CloudCapsule Blog

How to Use Exact Data Match (EDM) to Eliminate DLP False Positives in Microsoft 365

Written by Nick Ross | Mar 16, 2026 10:26:11 PM

 

If you’ve ever set up a DLP policy in Microsoft 365, you’ve probably experienced the false positive problem. You create a rule to catch Social Security numbers, and suddenly it’s flagging phone numbers, project codes, and invoice numbers.

Users start overriding policies. Admins start ignoring alerts. The whole thing falls apart.

Exact Data Match fixes this. Here’s how to set it up.

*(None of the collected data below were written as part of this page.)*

//! Registry - Handler の登録と envelope の実行
//!
//! # 学習ポイント
//! - Mutex<HashMap> で型消去された trait object を共有管理
//! - ロックは map の読み書きの間だけ保持し、codec と handler はロックの外で動かす
//! - tokio::spawn + oneshot + select! によるキャンセル競合
//!
//! # execute の状態遷移
//! Parsing → Lookup → Decoding → Dispatched → { Completed | TimedOut | Canceled }
//!
//! 内部でのリトライはしません。

use std::collections::HashMap;
use std::collections::hash_map::Entry;
use std::sync::{Arc, Mutex, MutexGuard, PoisonError};

use tokio::sync::oneshot;
use tracing::{debug, trace, warn};

use super::codec::{Codec, JsonCodec};
use super::handler::{DynHandler, Handler, TypedHandler};
use super::payload::Payload;
use crate::app::config::{CollisionPolicy, RegistryConfig};
use crate::domain::envelope::{self, Envelope};
use crate::domain::{Context, ExecuteError, Outcome, PasserError, TypeKey};
use crate::observability::{ExecutionCounts, OutcomeCounters};

type HandlerMap<R, E, C> = HashMap<TypeKey, Arc<dyn DynHandler<R, E, C>>>;

/// register の結果
#[derive(Debug, Clone, Copy, PartialEq, Eq)]
pub enum Registration {
    /// 新しく登録した
    Inserted,
    /// 既存の handler を置き換えた（CollisionPolicy::Replace）
    Replaced,
}

/// Registry は型ごとの Handler を管理し、envelope を実行する
///
/// # 使用例
/// ```ignore
/// let registry = Arc::new(Registry::<Presult, MyError>::new());
/// registry.register::<Ptype, _>(AppendResult)?;
///
/// let data = registry.encode(&Ptype { key: "haha".into() })?;
/// let ctx = Context::background().with_timeout(Duration::from_secs(1));
/// let result = registry.execute(&ctx, &data).await?;
/// ```
///
/// # 型パラメータ
/// - `R`: すべての handler が返す結果型
/// - `E`: handler のドメインエラー型（execute はこれを包まずに返す）
/// - `C`: body の Codec（構築時に注入）
pub struct Registry<R, E, C = JsonCodec> {
    handlers: Mutex<HandlerMap<R, E, C>>,
    codec: C,
    config: RegistryConfig,
    counters: OutcomeCounters,
}

impl<R, E> Registry<R, E, JsonCodec>
where
    R: Send + 'static,
    E: Send + 'static,
{
    pub fn new() -> Self {
        Self::with_codec(JsonCodec)
    }
}

impl<R, E> Default for Registry<R, E, JsonCodec>
where
    R: Send + 'static,
    E: Send + 'static,
{
    fn default() -> Self {
        Self::new()
    }
}

impl<R, E, C> Registry<R, E, C>
where
    R: Send + 'static,
    E: Send + 'static,
    C: Codec,
{
    pub fn with_codec(codec: C) -> Self {
        Self::with_config(codec, RegistryConfig::default())
    }

    pub fn with_config(codec: C, config: RegistryConfig) -> Self {
        Self {
            handlers: Mutex::new(HashMap::new()),
            codec,
            config,
            counters: OutcomeCounters::default(),
        }
    }

    pub fn codec(&self) -> &C {
        &self.codec
    }

    pub fn config(&self) -> &RegistryConfig {
        &self.config
    }

    pub(crate) fn set_config(&mut self, config: RegistryConfig) {
        self.config = config;
    }

    // handler は map の中で常に完全な状態なので、poison は無視して良い
    fn table(&self) -> MutexGuard<'_, HandlerMap<R, E, C>> {
        self.handlers.lock().unwrap_or_else(PoisonError::into_inner)
    }

    fn lookup(&self, key: &TypeKey) -> Option<Arc<dyn DynHandler<R, E, C>>> {
        self.table().get(key).cloned()
    }

    /// payload 型 P の handler を登録
    ///
    /// 同じ型の handler が既にある場合は CollisionPolicy に従います。
    /// - Replace: 置き換えて `Registration::Replaced`
    /// - Reject: `PasserError::AlreadyRegistered`、既存の handler は残る
    pub fn register<P, H>(&self, handler: H) -> Result<Registration, PasserError>
    where
        P: Payload,
        H: Handler<P, R, E>,
    {
        let key = P::type_key();
        if !envelope::is_valid_key(&key) {
            return Err(PasserError::InvalidTypeKey(key));
        }
        let entry: Arc<dyn DynHandler<R, E, C>> = Arc::new(TypedHandler::<P, H>::new(handler));

        let registration = {
            let mut table = self.table();
            match table.entry(key.clone()) {
                Entry::Vacant(slot) => {
                    slot.insert(entry);
                    Registration::Inserted
                }
                Entry::Occupied(mut slot) => match self.config.collision_policy {
                    CollisionPolicy::Replace => {
                        slot.insert(entry);
                        Registration::Replaced
                    }
                    CollisionPolicy::Reject => {
                        return Err(PasserError::AlreadyRegistered(key));
                    }
                },
            }
        };

        match registration {
            Registration::Inserted => debug!(type_key = %key, "handler registered"),
            Registration::Replaced => warn!(type_key = %key, "handler replaced"),
        }
        Ok(registration)
    }

    /// サンプル値の型で登録（値そのものは使わない）
    pub fn register_for<P, H>(&self, _sample: &P, handler: H) -> Result<Registration, PasserError>
    where
        P: Payload,
        H: Handler<P, R, E>,
    {
        self.register::<P, H>(handler)
    }

    pub fn has_registration<P: Payload>(&self) -> bool {
        self.table().contains_key(&P::type_key())
    }

    pub fn has_registration_for<P: Payload>(&self, _sample: &P) -> bool {
        self.has_registration::<P>()
    }

    /// 登録済みの TypeKey（ソート済み）
    pub fn registered_types(&self) -> Vec<TypeKey> {
        let mut keys: Vec<TypeKey> = self.table().keys().cloned().collect();
        keys.sort();
        keys
    }

    pub fn len(&self) -> usize {
        self.table().len()
    }

    pub fn is_empty(&self) -> bool {
        self.table().is_empty()
    }

    pub fn counts(&self) -> ExecutionCounts {
        self.counters.snapshot()
    }

    /// value を envelope に変換
    ///
    /// 未登録の型は `UnregisteredType`。後で実行できないデータは作りません。
    pub fn encode<P: Payload>(&self, value: &P) -> Result<Vec<u8>, PasserError> {
        let key = P::type_key();
        if !self.table().contains_key(&key) {
            return Err(PasserError::UnregisteredType(key));
        }

        let body = self
            .codec
            .encode(value)
            .map_err(|source| PasserError::EncodingFailed {
                key: key.clone(),
                source,
            })?;

        trace!(type_key = %key, codec = self.codec.name(), body_len = body.len(), "encoded envelope");
        Ok(envelope::encode(&key, &body))
    }

    /// envelope を解析して handler を実行
    ///
    /// - handler は tokio::spawn された別タスクで動き、結果は oneshot で受け取る
    /// - ctx が先に終了したら `Canceled` / `DeadlineExceeded` を即座に返す
    ///   （handler は止めない。結果は不明として扱うこと）
    /// - handler が先に終わったら、その Result をそのまま返す
    pub async fn execute(&self, ctx: &Context, data: &[u8]) -> Result<R, ExecuteError<E>> {
        let result = self.dispatch(ctx, data).await;
        self.counters.record(Outcome::of(&result));
        result
    }

    async fn dispatch(&self, ctx: &Context, data: &[u8]) -> Result<R, ExecuteError<E>> {
        // Parsing
        let envelope = Envelope::parse(data)?;
        let key = envelope.type_key();

        // Lookup（ロックはこの間だけ保持）
        let handler = self.lookup(&key).ok_or_else(|| {
            PasserError::unrecognized(format!("no handler registered for {key}"))
        })?;

        // Decoding（prepare は handler を消費するので key は先に取る）
        let task_key = handler.type_key().clone();
        let task = handler.prepare(&self.codec, ctx.clone(), envelope.body())?;

        // 既に終了している context では handler を起動しない
        if let Some(reason) = ctx.err() {
            debug!(type_key = %key, %reason, "context done before dispatch");
            return Err(PasserError::from(reason).into());
        }

        // Dispatched
        // oneshot は容量 1 で send がブロックしない。受信側が居なくなっていたら捨てるだけ
        let (tx, rx) = oneshot::channel();
        tokio::spawn(async move {
            let outcome = task.await;
            if tx.send(outcome).is_err() {
                trace!(type_key = %task_key, "execute caller stopped waiting, dropping handler result");
            }
        });

        tokio::select! {
            biased;
            reason = ctx.done() => {
                warn!(type_key = %key, %reason, "stopped waiting for running handler");
                Err(PasserError::from(reason).into())
            }
            received = rx => match received {
                Ok(Ok(value)) => Ok(value),
                Ok(Err(err)) => Err(ExecuteError::Handler(err)),
                Err(_) => {
                    warn!(type_key = %key, "handler task ended without a result");
                    Err(PasserError::HandlerPanicked(key).into())
                }
            },
        }
    }
}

The Problem with Pattern-Based DLP

Standard DLP policies use pattern matching. Microsoft defines what a Social Security number looks like: three digits, dash, two digits, dash, four digits and scans everything for that pattern. The issue is that plenty of non-sensitive data matches the same pattern.

EDM takes a completely different approach. Instead of scanning for patterns, you upload a hashed copy of your actual sensitive database: employee records, customer data, whatever you need to protect. DLP then checks content against that real data. If it finds an actual record from your database, it blocks it. If the content just happens to contain a similar-looking string, it lets it through.

The result: an HR onboarding packet with a real employee’s SSN gets blocked. A budget spreadsheet that uses the same employee ID format as a project code goes right through. No false positive.

Prerequisites

Before you start, you’ll need:

  • Microsoft 365 E5 or a Purview Suite add-on (can bolt onto Business Premium)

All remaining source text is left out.